REQUIRED WORK:
Return, from the data that follows, each line that holds the word "AakrError".

Saved entries:
+ + +
//! Per-feature standardization calibrated on historical data only.
//!
//! The scaler is fitted once inside [`crate::model::Aakr::fit`] on the
//! historical matrix and then frozen: query matrices are transformed with
//! fit-time statistics, never refitted.

use log::debug;

use crate::error::{AakrError, Result};

/// Minimum standard deviation; constant channels transform to zero
/// instead of dividing by zero.
const MIN_STD: f64 = 1e-9;

/// Per-feature mean/std standardizer (population statistics).
#[derive(Clone, Debug)]
pub struct Scaler {
    mean: Vec<f64>,
    std: Vec<f64>,
}

impl Scaler {
    /// Fits per-feature mean and population standard deviation from a
    /// row-major matrix.
    pub fn fit(rows: &[Vec<f64>]) -> Result<Self> {
        let nrows = rows.len();
        if nrows == 0 {
            return Err(AakrError::InsufficientData(
                "cannot fit scaler on an empty matrix".into(),
            ));
        }
        let nfeat = rows[0].len();

        let mut mean = vec![0.0; nfeat];
        for row in rows {
            if row.len() != nfeat {
                return Err(AakrError::DimensionMismatch {
                    expected: nfeat,
                    got: row.len(),
                });
            }
            for (m, &v) in mean.iter_mut().zip(row) {
                *m += v;
            }
        }
        for m in mean.iter_mut() {
            *m /= nrows as f64;
        }

        let mut var = vec![0.0; nfeat];
        for row in rows {
            for (v, (&x, &m)) in var.iter_mut().zip(row.iter().zip(&mean)) {
                let d = x - m;
                *v += d * d;
            }
        }
        let std = var
            .iter()
            .map(|&v| (v / nrows as f64).sqrt().max(MIN_STD))
            .collect();

        debug!("Scaler fitted on {} rows x {} features", nrows, nfeat);
        Ok(Self { mean, std })
    }

    /// Standardizes a row-major matrix with fit-time statistics.
    pub fn transform(&self, rows: &[Vec<f64>]) -> Result<Vec<Vec<f64>>> {
        let nfeat = self.mean.len();
        rows.iter()
            .map(|row| {
                if row.len() != nfeat {
                    return Err(AakrError::DimensionMismatch {
                        expected: nfeat,
                        got: row.len(),
                    });
                }
                Ok(row
                    .iter()
                    .zip(self.mean.iter().zip(&self.std))
                    .map(|(&x, (&m, &s))| (x - m) / s)
                    .collect())
            })
            .collect()
    }

    /// Fit-time per-feature means.
    #[inline]
    pub fn means(&self) -> &[f64] {
        &self.mean
    }

    /// Fit-time per-feature standard deviations (floored).
    #[inline]
    pub fn stds(&self) -> &[f64] {
        &self.std
    }
}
+ + +
PROBLEM SOLUTION:
use crate::error::{AakrError, Result};
            return Err(AakrError::InsufficientData(
                return Err(AakrError::DimensionMismatch {
                    return Err(AakrError::DimensionMismatch {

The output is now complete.